Однажды — я забегаю вперед — я понял, наивно, по-детски, что взгляд — это зеркало; мы видим не людей, а то, как люди отражаются в нас; мне казалось, что я открыл тайну и оставалось только уяснить, как же пройти за собственный взгляд, как увидеть то, чего, по идее, ты видеть не можешь.
И вот, обдумывая это, я начал играть со своей тенью: старался встать так, чтобы по ней нельзя было узнать, что ее отбрасываю именно я; подходил к яблоневому пню, бочке, пугалу, втягивал голову в плечи, прятал руки, стараясь, чтобы моя тень повторяла их тени; играл несколько дней, выбирая время вечером, когда тени четче, гуще и длиннее, играл бездумно, не замечая времени. И вдруг, уже устав и только дурачась, обернулся — и замер: у меня была не моя тень. Я упустил момент подмены и теперь стоял, боясь двинуться: а что, если и движение не поможет, если эта чужая тень повторит его, оставаясь чужой? Однако замер я очень неудобно, переступил ногами, едва успев зажмуриться, а когда открыл веки, увидел, что тень — моя.
Игра приобрела теперь опасный смысл: я сознательно искал то состояние возбужденного забытья, в котором настолько заигрался, отдался движениям, последнему солнечному свету, что на мгновение потерял сознание и оказался чужд сам себе; обрел не свою тень.
Правда, больше я этого состояния не испытал; тогда я стал изучать тени взрослых — это было уже не забавой, не игрой, а неким ходом познания. Мне казалось, что тени их различны не только по очертаниям: тень отца была много больше его, и когда он гасил свет в комнате, пожелав спокойной ночи, мне чудилось, что тень осталась здесь, растворенная в темноте, разросшаяся и грозная, она следит, вправду ли я сплю. Тень матери была текучая, музыкальная в очертаниях, казалось, коснись ее — она отзовется певуче, как виолончель; бабушкина — мелькающая, как шерстяная пряжа, как вязальные спицы, — добрая тень.
Но тень Второго деда я так и не смог прочувствовать; она не отозвалась воображению, сколько я ни старался что-то уловить в ней; нельзя сказать, чтобы она была заурядной, обыкновенной, не содержащей зацепки для фантазии; мне казалось, что Второй дед знает, какова его тень, управляет ею, следит, чтобы она не сказала о нем лишнего, постоянно поддергивает ее, как длинную полу плаща.
Впрочем, это сюжет на опережение; мне нужно было лишь пояснить обстоятельства детства и всю завязку дальнейшей истории — истории постепенного вхождения Второго деда в нашу семью, моего рождения и моих с ним отдельных и особых отношений.
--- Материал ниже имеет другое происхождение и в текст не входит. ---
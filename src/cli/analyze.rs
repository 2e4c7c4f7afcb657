use anyhow::bail;

use crate::cli::report::{
    format_averages, format_categories, format_flagged, format_metric, format_monthly,
    format_mortgage, format_register, format_warnings,
};
use crate::cli::{run_pipeline, InputArgs};
use crate::models::{Period, Transaction};

pub fn run(input: &InputArgs, month: Option<Period>, json: bool) -> anyhow::Result<()> {
    let result = run_pipeline(input)?;
    let summary = &result.summary;

    if let Some(period) = month {
        let Some(metric) = summary.month(period) else {
            bail!("no transactions in {period}");
        };
        if json {
            println!("{}", serde_json::to_string_pretty(metric)?);
        } else {
            println!("{}\n", format_metric(&format!("Cash flow for {period}"), metric));
            println!("{}", format_categories(metric));
        }
        return Ok(());
    }

    if json {
        println!("{}", serde_json::to_string_pretty(&result)?);
        return Ok(());
    }

    if summary.month_count == 0 {
        println!("No transactions to analyze.");
    } else {
        println!("{}\n", format_metric("Overall cash flow", &summary.overall));
        println!("{}\n", format_averages(summary));
        println!("{}\n", format_monthly(&summary.monthly));
        if let Some(mortgage) = &summary.mortgage {
            println!("{}\n", format_mortgage(mortgage));
        }
        println!("{}", format_categories(&summary.overall));
    }
    if let Some(warnings) = format_warnings(&result) {
        println!("\n{warnings}");
    }
    Ok(())
}

pub fn register(input: &InputArgs, month: Option<Period>) -> anyhow::Result<()> {
    let result = run_pipeline(input)?;
    let rows: Vec<&Transaction> = result
        .transactions
        .iter()
        .filter(|t| month.map_or(true, |p| t.period() == p))
        .collect();
    if rows.is_empty() {
        println!("No transactions found.");
        return Ok(());
    }
    println!("{}", format_register(&rows));
    Ok(())
}

pub fn flagged(input: &InputArgs) -> anyhow::Result<()> {
    let result = run_pipeline(input)?;
    println!("{}", format_flagged(&result.low_confidence));
    Ok(())
}
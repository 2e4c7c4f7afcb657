//! The read-only rule catalog shared by the classifier and the categorizer.
//!
//! Rules live in one ordered list. A rule in a flow tier decides the flow
//! type of a transaction (only the EXCLUDED and INTERNAL_TRANSFER tiers do
//! this) and also names its category; a category-tier rule only names a
//! category for transactions already classified into its flow. Within a
//! tier, the first matching rule wins.

use std::fmt;

use regex::{Regex, RegexBuilder};

use crate::error::Result;
use crate::models::FlowType;
use crate::settings::Settings;

pub const UNCATEGORIZED: &str = "Uncategorized";
pub const MORTGAGE_PAYMENT: &str = "Mortgage Payment";
pub const MORTGAGE_PRINCIPAL: &str = "Mortgage Principal";
pub const MORTGAGE_INTEREST: &str = "Mortgage Interest";

#[derive(Debug, Clone, Copy, PartialEq, Eq)]
pub enum PriorityTier {
    Flow(FlowType),
    Category,
}

impl fmt::Display for PriorityTier {
    fn fmt(&self, f: &mut fmt::Formatter<'_>) -> fmt::Result {
        match self {
            Self::Flow(flow) => write!(f, "{flow}"),
            Self::Category => f.write_str("category"),
        }
    }
}

#[derive(Debug, Clone)]
pub struct PatternRule {
    pub pattern: String,
    regex: Regex,
    /// Flow the rule assigns (flow tiers) or is scoped to (category tier).
    pub flow: FlowType,
    pub category: String,
    pub base_confidence: f64,
    pub tier: PriorityTier,
}

impl PatternRule {
    pub fn new(
        pattern: &str,
        flow: FlowType,
        category: &str,
        base_confidence: f64,
        tier: PriorityTier,
    ) -> Result<Self> {
        let regex = RegexBuilder::new(pattern).case_insensitive(true).build()?;
        Ok(Self {
            pattern: pattern.to_string(),
            regex,
            flow,
            category: category.to_string(),
            base_confidence,
            tier,
        })
    }

    pub fn is_match(&self, description: &str) -> bool {
        self.regex.is_match(description)
    }
}

#[derive(Debug, Clone, PartialEq)]
pub struct Merchant {
    pub name: String,
    pub category: String,
    pub flow: FlowType,
}

/// A user rule from settings, upper-cased and ready to match.
#[derive(Debug, Clone, PartialEq)]
pub struct CustomRuleEntry {
    pub needle: String,
    pub category: Option<String>,
    pub flow_type: Option<FlowType>,
    pub confidence: f64,
}

impl CustomRuleEntry {
    pub fn is_match(&self, upper_description: &str) -> bool {
        upper_description.contains(&self.needle)
    }
}

#[derive(Debug, Clone)]
pub struct PatternTable {
    rules: Vec<PatternRule>,
    merchants: Vec<Merchant>,
    aliases: Vec<(String, String)>,
    custom_rules: Vec<CustomRuleEntry>,
}

// ---------------------------------------------------------------------------
// Built-in catalog
// ---------------------------------------------------------------------------

struct RuleGroup {
    category: &'static str,
    confidence: f64,
    patterns: &'static [&'static str],
}

const fn group(
    category: &'static str,
    confidence: f64,
    patterns: &'static [&'static str],
) -> RuleGroup {
    RuleGroup {
        category,
        confidence,
        patterns,
    }
}

// Mortgage first so "MORTGAGE LOAN PAYMENT" is named as a mortgage payment.
const EXCLUDED_RULES: &[RuleGroup] = &[
    group(
        MORTGAGE_PAYMENT,
        0.95,
        &[r"MORTGAGE PAYMENT", r"PAYMENT.*TO MORTGAGE", r"MORTGAGE.*PMT"],
    ),
    group(
        "Credit Card Payment",
        0.95,
        &[
            r"CHASE CARD.*PAYMENT",
            r"CHASE CREDIT CRD",
            r"PAYMENT TO CHASE CARD",
            r"AMEX.*PAYMENT",
            r"AMERICAN EXPRESS.*PAYMENT",
            r"DISCOVER.*PAYMENT",
            r"CAPITAL ONE.*(PAYMENT|PMT)",
            r"CITI.*PAYMENT",
            r"BARCLAYS.*PAYMENT",
            r"CREDIT CARD PAYMENT",
        ],
    ),
    group(
        "Loan Payment",
        0.95,
        &[
            r"LOAN PAYMENT",
            r"AUTO LOAN",
            r"CAR LOAN",
            r"STUDENT LOAN",
            r"PERSONAL LOAN",
            r"NAVIENT",
            r"NELNET",
            r"SOFI.*LOAN",
        ],
    ),
];

// Scoped narrowly: a brokerage name alone must not shadow income such as
// "DIVIDEND SCHWAB".
const TRANSFER_RULES: &[RuleGroup] = &[
    group(
        "Savings Transfer",
        0.9,
        &[r"TRANSFER TO.*SAV", r"TRANSFER FROM.*SAV", r"SAVINGS TRANSFER"],
    ),
    group(
        "Investment Transfer",
        0.9,
        &[
            r"SCHWAB.*TRANSFER",
            r"TRANSFER.*SCHWAB",
            r"FIDELITY.*(TRANSFER|MONEYLINE)",
            r"VANGUARD.*(BUY|TRANSFER)",
            r"ROBINHOOD.*TRANSFER",
            r"BETTERMENT.*(DEPOSIT|TRANSFER)",
            r"WEALTHFRONT.*(DEPOSIT|TRANSFER)",
            r"E\*?TRADE.*TRANSFER",
            r"INTERACTIVE BROKERS.*TRANSFER",
        ],
    ),
    group(
        "Account Transfer",
        0.85,
        &[
            r"TRANSFER TO.*CHK",
            r"TRANSFER FROM.*CHK",
            r"ONLINE TRANSFER",
            r"WIRE TRANSFER (IN|OUT)",
            r"EXTERNAL TRANSFER",
            r"BOOK TRANSFER",
        ],
    ),
    group("Treasury Direct", 0.9, &[r"TREASURY ?DIRECT"]),
    group(
        "Personal Transfer",
        0.85,
        &[r"ZELLE PAYMENT TO", r"ZELLE PAYMENT FROM", r"VENMO.*CASHOUT"],
    ),
];

const INCOME_RULES: &[RuleGroup] = &[
    group(
        "Salary",
        0.9,
        &[
            r"DIRECT DEP",
            r"PAYROLL",
            r"ADP.*CREDIT",
            r"GUSTO",
            r"SALARY",
            r"EDI PYMNTS",
        ],
    ),
    group(
        "Government Benefits",
        0.9,
        &[r"TREAS.*310", r"UI BENEFIT", r"UNEMPLOYMENT"],
    ),
    group(
        "Tax Refund",
        0.9,
        &[r"IRS.*TREAS", r"TAX REF", r"STATE.*REFUND", r"TREASURY.*REFUND"],
    ),
    group(
        "Investment Income",
        0.9,
        &[
            r"DIVIDEND",
            r"INTEREST PAYMENT",
            r"INTEREST PAID",
            r"CAPITAL GAIN",
            r"COINBASE",
        ],
    ),
    group(
        "Freelance",
        0.8,
        &[r"ZELLE FROM", r"VENMO FROM", r"CASH APP.*FROM", r"RECEIVABLE"],
    ),
    group(
        "Deposits",
        0.8,
        &[
            r"REMOTE.*ONLINE.*DEPOSIT",
            r"CHECK.*DEPOSIT",
            r"ATM CASH DEPOSIT",
            r"DEPOSIT ID NUMBER",
        ],
    ),
    group(
        "Reimbursement",
        0.75,
        &[r"REIMB", r"REFUND", r"RETURN", r"FEE REVERSAL"],
    ),
    group("Gift", 0.75, &[r"GIFT"]),
];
Дачный участок моей семьи соседствовал с участком Второго деда; ограды между ними не было, заменой ей служила труба водопровода, и как-то сразу получилось, что люди, продавшие нам дачу, передали с ней и добровольную обязанность заботиться о Втором деде. Вся разделенность дачных участков, отсоединенность соседей держится на зримых приметах — на изгородях, на трубах, как то было у нас; что же спросишь с незрячего? Так и вышло, что преграда не сработала, и отношения со Вторым дедом переступили грань соседства.
Насколько я могу судить, очевидного интереса в сближении для Второго деда не было; слушателей он не искал, в товариществе не нуждался; все произошло будто само собой, Второй дед даже тонко делал вид, что вынужденно уступает соседской общительности. Теперь я думаю, что для Второго деда сближение было пробой: он десятилетия жил замкнуто, отживая прошлое, и впервые рискнул близко сойтись с незнакомыми людьми, чтобы их глазами, их чувствами поверить, насколько хорошо упрятано все, что должно было быть упрятано.
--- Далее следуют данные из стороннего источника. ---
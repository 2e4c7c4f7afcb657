use thiserror::Error;

#[derive(Error, Debug)]
pub enum FlowbookError {
    #[error("IO error: {0}")]
    Io(#[from] std::io::Error),

    #[error("CSV error: {0}")]
    Csv(#[from] csv::Error),

    #[error("JSON error: {0}")]
    Json(#[from] serde_json::Error),

    #[error("Invalid pattern: {0}")]
    InvalidPattern(#[from] regex::Error),

    #[error("Settings error: {0}")]
    Settings(String),

    #[error("Missing column: {0}")]
    MissingColumn(String),

    #[error("Transaction from row {0} has no flow type")]
    NotClassified(usize),

    #[error("{0}")]
    Other(String),
}

pub type Result<T> = std::result::Result<T, FlowbookError>;
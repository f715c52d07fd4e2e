//! Director service handlers.

use axum::Json;
use axum::extract::State;
use validator::Validate;

use cinevault_core::types::dates::parse_birthdate;
use cinevault_core::types::envelope::Envelope;
use cinevault_core::types::pagination::PageRequest;
use cinevault_entity::director::{CreateDirector, UpdateDirector};
use cinevault_media::UploadPreset;

use crate::dto::request::{DirectorInput, IdRequest};
use crate::dto::response::DirectorRecord;
use crate::handlers::resolve_image;
use crate::state::AppState;

/// POST /api/directors/insert
pub async fn insert(
    State(state): State<AppState>,
    Json(req): Json<DirectorInput>,
) -> Json<Envelope<DirectorRecord>> {
    if let Err(e) = req.validate() {
        return Json(Envelope::failure(
            400,
            format!("Invalid director payload: {e}"),
        ));
    }

    let birthdate = match parse_birthdate(&req.birthdate) {
        Ok(date) => date,
        Err(e) => return Json(Envelope::from_error(&e, 400)),
    };

    let avatar = match resolve_image(
        &state.media,
        req.avatar.as_deref(),
        &UploadPreset::DIRECTOR,
        true,
    )
    .await
    {
        Ok(url) => url,
        Err(e) => return Json(Envelope::from_error(&e, 400)),
    };

    let data = CreateDirector {
        name: req.name,
        birthdate,
        avatar,
    };

    match state.director_repo.insert(&data).await {
        Ok(director) => Json(Envelope::created(
            "The director has been created",
            DirectorRecord::from(&director),
        )),
        Err(e) => Json(Envelope::from_error(&e, 400)),
    }
}

/// POST /api/directors/update
pub async fn update(
    State(state): State<AppState>,
    Json(req): Json<DirectorInput>,
) -> Json<Envelope<DirectorRecord>> {
    if let Err(e) = req.validate() {
        return Json(Envelope::failure(
            400,
            format!("Invalid director payload: {e}"),
        ));
    }

    let birthdate = match parse_birthdate(&req.birthdate) {
        Ok(date) => date,
        Err(e) => return Json(Envelope::from_error(&e, 400)),
    };

    let avatar = match resolve_image(
        &state.media,
        req.avatar.as_deref(),
        &UploadPreset::DIRECTOR,
        false,
    )
    .await
    {
        Ok(url) => url,
        Err(e) => return Json(Envelope::from_error(&e, 400)),
    };

    let data = UpdateDirector {
        id: req.id,
        name: req.name,
        birthdate,
        avatar,
    };

    match state.director_repo.update(&data).await {
        Ok(()) => Json(Envelope::ok_empty("Record updated")),
        Err(e) => Json(Envelope::from_error(&e, 400)),
    }
}

/// POST /api/directors/list
pub async fn list(
    State(state): State<AppState>,
    Json(page): Json<PageRequest>,
) -> Json<Envelope<Vec<DirectorRecord>>> {
    match state.director_repo.list(&page).await {
        Ok((directors, total)) => {
            let records: Vec<DirectorRecord> = directors.iter().map(DirectorRecord::from).collect();
            let pages = total.map(|t| page.total_pages(t));
            Json(Envelope::ok_listing("Director listing", records, pages))
        }
        Err(e) => {
            tracing::error!(error = %e, "Director listing failed");
            let mut envelope = Envelope::from_error(&e, 500);
            envelope.value = Some(Vec::new());
            Json(envelope)
        }
    }
}

/// POST /api/directors/delete
pub async fn delete(
    State(state): State<AppState>,
    Json(req): Json<IdRequest>,
) -> Json<Envelope<DirectorRecord>> {
    match state.director_repo.soft_delete(req.id).await {
        Ok(()) => Json(Envelope::ok_empty("The record was deleted")),
        Err(e) => Json(Envelope::from_error(&e, 400)),
    }
}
Впрочем, это слишком простое объяснение; причин было больше. Здоровье Второго деда было прекрасным; природа, отняв зрение, словно на долгое время исчерпала этим причитающийся ему телесный ущерб, и возрастные хвори миновали его; только кости ломило к непогоде — когда-то он, видно, обморозился, и теперь организм загодя упреждал о холодах; однако Второй дед искал — и нашел в моей семье — людей, среди которых он мог бы умереть; и искал он в первую очередь не надежности, не помощи «в случае чего», а щепетильности к чужим секретам.
Он выстраивал отношения — но не для жизни, а для отложенной пока смерти; этот ракурс, этот поворот дела было сложно заметить изнутри отношений, и я могу судить о нем лишь в памяти. Второй дед не то чтобы вошел в семью, не то чтобы навязался в иждивенцы — наоборот, он старался не быть в тягость, не напрашиваться на близость, и все это без подчеркнутости, без искусственности, без упора на жалость. Но была в этом какая-то наигранная достоверность театральной роли, когда актер не допускает даже малейших отступлений от избранной методы.